== DATASET CONTENT ==
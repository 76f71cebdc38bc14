//! CSV and JSON export for demand summaries.

use crate::summary::DemandSummary;
use serde::{Deserialize, Serialize};
use std::fs::File;
use std::io::Write;
use std::path::Path;
use thiserror::Error;

/// Errors that can occur during export operations.
#[derive(Debug, Error)]
pub enum ExportError {
    /// CSV serialization error.
    #[error("CSV serialization error: {0}")]
    Csv(#[from] csv::Error),

    /// JSON serialization error.
    #[error("JSON serialization error: {0}")]
    Json(#[from] serde_json::Error),

    /// IO error.
    #[error("IO error: {0}")]
    Io(#[from] std::io::Error),
}

/// Export format options.
#[derive(Debug, Clone, Copy, PartialEq, Eq)]
pub enum ExportFormat {
    /// Comma-separated values format.
    Csv,

    /// Compact JSON format.
    Json,

    /// Pretty-printed JSON format.
    PrettyJson,
}

impl ExportFormat {
    /// Get the file extension for this format.
    pub const fn extension(&self) -> &str {
        match self {
            Self::Csv => "csv",
            Self::Json | Self::PrettyJson => "json",
        }
    }
}

/// One coefficient flattened for CSV export.
#[derive(Debug, Serialize, Deserialize)]
struct CoefficientFlat {
    manager_id: i64,
    coefficient: String,
    linear: f64,
    nonlinear: f64,
}

fn flat_records(summary: &DemandSummary) -> Vec<CoefficientFlat> {
    summary
        .coefficients
        .iter()
        .map(|row| CoefficientFlat {
            manager_id: summary.manager_id,
            coefficient: row.name.clone(),
            linear: row.linear,
            nonlinear: row.nonlinear,
        })
        .collect()
}

/// Trait for exporting data in various formats.
pub trait Exporter {
    /// Export data to a string in the specified format.
    ///
    /// # Errors
    ///
    /// Returns an error if serialization fails.
    fn export_to_string(&self, format: ExportFormat) -> Result<String, ExportError>;

    /// Export data to a file in the specified format.
    ///
    /// # Errors
    ///
    /// Returns an error if serialization or file writing fails.
    fn export_to_file(&self, path: &Path, format: ExportFormat) -> Result<(), ExportError> {
        let content = self.export_to_string(format)?;
        let mut file = File::create(path)?;
        file.write_all(content.as_bytes())?;
        Ok(())
    }
}

impl Exporter for DemandSummary {
    fn export_to_string(&self, format: ExportFormat) -> Result<String, ExportError> {
        match format {
            ExportFormat::Csv => {
                let mut wtr = csv::Writer::from_writer(vec![]);
                for record in flat_records(self) {
                    wtr.serialize(&record)?;
                }
                let data =
                    String::from_utf8(wtr.into_inner().map_err(|e| e.into_error())?).unwrap();
                Ok(data)
            }
            ExportFormat::Json => Ok(serde_json::to_string(self)?),
            ExportFormat::PrettyJson => Ok(serde_json::to_string_pretty(self)?),
        }
    }
}

impl Exporter for Vec<DemandSummary> {
    fn export_to_string(&self, format: ExportFormat) -> Result<String, ExportError> {
        match format {
            ExportFormat::Csv => {
                let mut wtr = csv::Writer::from_writer(vec![]);
                for summary in self {
                    for record in flat_records(summary) {
                        wtr.serialize(&record)?;
                    }
                }
                let data =
                    String::from_utf8(wtr.into_inner().map_err(|e| e.into_error())?).unwrap();
                Ok(data)
            }
            ExportFormat::Json => Ok(serde_json::to_string(self)?),
            ExportFormat::PrettyJson => Ok(serde_json::to_string_pretty(self)?),
        }
    }
}

#[cfg(test)]
mod tests {
    use super::*;
    use crate::summary::CoefficientEstimate;
    use chrono::NaiveDate;
    use rstest::rstest;

    fn sample_summary() -> DemandSummary {
        DemandSummary::new(
            90,
            NaiveDate::from_ymd_opt(2024, 6, 30).unwrap(),
            10,
            8,
            3,
            false,
            false,
            vec![
                CoefficientEstimate::new("ln_me".to_string(), -1.02, -0.98),
                CoefficientEstimate::new("intercept".to_string(), -5.1, -5.0),
            ],
        )
    }

    #[rstest]
    #[case(ExportFormat::Csv, "csv")]
    #[case(ExportFormat::Json, "json")]
    #[case(ExportFormat::PrettyJson, "json")]
    fn test_extension(#[case] format: ExportFormat, #[case] expected: &str) {
        assert_eq!(format.extension(), expected);
    }

    #[test]
    fn test_csv_export() {
        let csv = sample_summary().export_to_string(ExportFormat::Csv).unwrap();
        assert!(csv.contains("manager_id,coefficient,linear,nonlinear"));
        assert!(csv.contains("90,ln_me,-1.02,-0.98"));
    }

    #[test]
    fn test_json_round_trip() {
        let summary = sample_summary();
        let json = summary.export_to_string(ExportFormat::Json).unwrap();
        let back: DemandSummary = serde_json::from_str(&json).unwrap();
        assert_eq!(back, summary);
    }

    #[test]
    fn test_vec_export_concatenates() {
        let summaries = vec![sample_summary(), sample_summary()];
        let csv = summaries.export_to_string(ExportFormat::Csv).unwrap();
        assert_eq!(csv.matches("ln_me").count(), 2);
    }
}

== EXERCISE PROMPT ==
All of the material, start to finish, should be retyped exactly.

== WRITTEN RESPONSE ==
repository 76f71cebdc38bc14
//! CSV and JSON export for demand summaries.

use crate::summary::DemandSummary;
use serde::{Deserialize, Serialize};
use std::fs::File;
use std::io::Write;
use std::path::Path;
use thiserror::Error;

/// Errors that can occur during export operations.
#[derive(Debug, Error)]
pub enum ExportError {
    /// CSV serialization error.
    #[error("CSV serialization error: {0}")]
    Csv(#[from] csv::Error),

    /// JSON serialization error.
    #[error("JSON serialization error: {0}")]
    Json(#[from] serde_json::Error),

    /// IO error.
    #[error("IO error: {0}")]
    Io(#[from] std::io::Error),
}

/// Export format options.
#[derive(Debug, Clone, Copy, PartialEq, Eq)]
pub enum ExportFormat {
    /// Comma-separated values format.
    Csv,

    /// Compact JSON format.
    Json,

    /// Pretty-printed JSON format.
    PrettyJson,
}

impl ExportFormat {
    /// Get the file extension for this format.
    pub const fn extension(&self) -> &str {
        match self {
            Self::Csv => "csv",
            Self::Json | Self::PrettyJson => "json",
        }
    }
}

/// One coefficient flattened for CSV export.
#[derive(Debug, Serialize, Deserialize)]
struct CoefficientFlat {
    manager_id: i64,
    coefficient: String,
    linear: f64,
    nonlinear: f64,
}

fn flat_records(summary: &DemandSummary) -> Vec<CoefficientFlat> {
    summary
        .coefficients
        .iter()
        .map(|row| CoefficientFlat {
            manager_id: summary.manager_id,
            coefficient: row.name.clone(),
            linear: row.linear,
            nonlinear: row.nonlinear,
        })
        .collect()
}

/// Trait for exporting data in various formats.
pub trait Exporter {
    /// Export data to a string in the specified format.
    ///
    /// # Errors
    ///
    /// Returns an error if serialization fails.
    fn export_to_string(&self, format: ExportFormat) -> Result<String, ExportError>;

    /// Export data to a file in the specified format.
    ///
    /// # Errors
    ///
    /// Returns an error if serialization or file writing fails.
    fn export_to_file(&self, path: &Path, format: ExportFormat) -> Result<(), ExportError> {
        let content = self.export_to_string(format)?;
        let mut file = File::create(path)?;
        file.write_all(content.as_bytes())?;
        Ok(())
    }
}

impl Exporter for DemandSummary {
    fn export_to_string(&self, format: ExportFormat) -> Result<String, ExportError> {
        match format {
            ExportFormat::Csv => {
                let mut wtr = csv::Writer::from_writer(vec![]);
                for record in flat_records(self) {
                    wtr.serialize(&record)?;
                }
                let data =
                    String::from_utf8(wtr.into_inner().map_err(|e| e.into_error())?).unwrap();
                Ok(data)
            }
            ExportFormat::Json => Ok(serde_json::to_string(self)?),
            ExportFormat::PrettyJson => Ok(serde_json::to_string_pretty(self)?),
        }
    }
}

impl Exporter for Vec<DemandSummary> {
    fn export_to_string(&self, format: ExportFormat) -> Result<String, ExportError> {
        match format {
            ExportFormat::Csv => {
                let mut wtr = csv::Writer::from_writer(vec![]);
                for summary in self {
                    for record in flat_records(summary) {
                        wtr.serialize(&record)?;
                    }
                }
                let data =
                    String::from_utf8(wtr.into_inner().map_err(|e| e.into_error())?).unwrap();
                Ok(data)
            }
            ExportFormat::Json => Ok(serde_json::to_string(self)?),
            ExportFormat::PrettyJson => Ok(serde_json::to_string_pretty(self)?),
        }
    }
}

#[cfg(test)]
mod tests {
    use super::*;
    use crate::summary::CoefficientEstimate;
    use chrono::NaiveDate;
    use rstest::rstest;

    fn sample_summary() -> DemandSummary {
        DemandSummary::new(
            90,
            NaiveDate::from_ymd_opt(2024, 6, 30).unwrap(),
            10,
            8,
            3,
            false,
            false,
            vec![
                CoefficientEstimate::new("ln_me".to_string(), -1.02, -0.98),
                CoefficientEstimate::new("intercept".to_string(), -5.1, -5.0),
            ],
        )
    }

    #[rstest]
    #[case(ExportFormat::Csv, "csv")]
    #[case(ExportFormat::Json, "json")]
    #[case(ExportFormat::PrettyJson, "json")]
    fn test_extension(#[case] format: ExportFormat, #[case] expected: &str) {
        assert_eq!(format.extension(), expected);
    }

    #[test]
    fn test_csv_export() {
        let csv = sample_summary().export_to_string(ExportFormat::Csv).unwrap();
        assert!(csv.contains("manager_id,coefficient,linear,nonlinear"));
        assert!(csv.contains("90,ln_me,-1.02,-0.98"));
    }

    #[test]
    fn test_json_round_trip() {
        let summary = sample_summary();
        let json = summary.export_to_string(ExportFormat::Json).unwrap();
        let back: DemandSummary = serde_json::from_str(&json).unwrap();
        assert_eq!(back, summary);
    }

    #[test]
    fn test_vec_export_concatenates() {
        let summaries = vec![sample_summary(), sample_summary()];
        let csv = summaries.export_to_string(ExportFormat::Csv).unwrap();
        assert_eq!(csv.matches("ln_me").count(), 2);
    }
}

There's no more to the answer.